The government is unlikely to introduce a Bill in the ongoing Budget session of Parliament to facilitate the privatisation of two public-sector banks (PSBs), official sources told FE.
The Niti Aayog has reportedly suggested that Indian Overseas Bank and Central Bank of India be privatised. But a key panel that is to endorse the names is yet to take a final call. The Cabinet, too, has to ratify the draft Bill before it is introduced in Parliament. The Budget session will continue until April 8.
The Banking Laws (Amendment) Bill, 2021, was listed as part of the legislative business for the winter session of Parliament that concluded on December 23, 2021. However, the government deferred the bold plan amid fierce protests by bank unions.

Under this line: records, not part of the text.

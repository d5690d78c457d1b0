//! # Platoon Protocol
//!
//! Wire formats shared by platoon vehicles and the identity broker.
//!
//! ## Vehicle links
//!
//! Length-prefixed text frames between chain neighbours:
//! ```text
//! [len:u32-BE][payload...]
//! ```
//!
//! | Payload | Message | Meaning |
//! |---------|---------|---------|
//! | `"A"` | Accelerate | speed up (relayed toward the front) |
//! | `"D"` | Decelerate | slow down (relayed toward the front) |
//! | `"S"` | Stop | stop, cascades in both directions |
//! | `"Q"` | Quit | leave the simulation, cascades in both directions |
//! | `412.75` | Position | sender's position, sent to the vehicle behind |
//!
//! ## Broker
//!
//! Unframed byte exchange, see [`broker`]: admission marker `0`, decimal ID,
//! admission commands `c`/`s`, the peer table as a JSON object, the `xpos`
//! start position request, and `{"0": position, "1": speed}` reports
//! acknowledged with `ACK`.

pub mod broker;
mod messages;
pub mod socket;

pub use broker::{AdmissionCommand, PeerAddr, PeerTable, Report, VehicleId};
pub use messages::{ControlMessage, ProtocolError, MAX_FRAME_LEN};
pub use socket::{Backoff, FrameReader, FrameWriter, PeerConnection, PeerListener, Transport};

use std::time::Duration;

/// Well-known broker port. Vehicle `k` listens for its successor on
/// `DEFAULT_BROKER_PORT + k`.
pub const DEFAULT_BROKER_PORT: u16 = 6789;

/// Maximum number of vehicles in one platoon.
pub const MAX_VEHICLES: usize = 9;

/// How long a vehicle waits for the broker during bootstrap.
pub const BOOTSTRAP_TIMEOUT: Duration = Duration::from_secs(15);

Speculations about the government reviving the proposal gained traction after the recently-concluded assembly polls in key states, including Uttar Pradesh. In fact, the All India Central Bank Employees’ Federation general-secretary BS Rambabu recently said staff of all PSBs would go on strike on March 28 and 29 if the government failed to withdraw the privatisation proposal.
The draft Bill may suggest that the requirement of minimum government holding in PSBs be trimmed to 26% from 51%. The government may also be open to giving up its entire stake in select banks subsequently to garner investors’ interests.
The Bill proposes to “effect amendments in Banking Companies (Acquisition and Transfer of Undertakings) Acts, 1970 and 1980 and incidental amendments to Banking Regulation Act, 1949…”, according to the list of legislative business for the last winter session of Parliament.
Presenting the Budget for 2021-22, finance minister Nirmala Sitharaman had announced the privatisation of two PSBs and one general insurer, as part of the Centre’s bid to rake in Rs 1.75 lakh crore in disinvestment receipts. Neither has taken off so far.
The government has also trimmed its disinvestment proceeds to just Rs 78,000 crore in the revised estimate for the current fiscal. Even this reduced target is set to be missed, as the initial public offering of state-run LIC will likely be pushed to the next fiscal due to the market turmoil in the aftermath of the Russia-Ukraine conflict.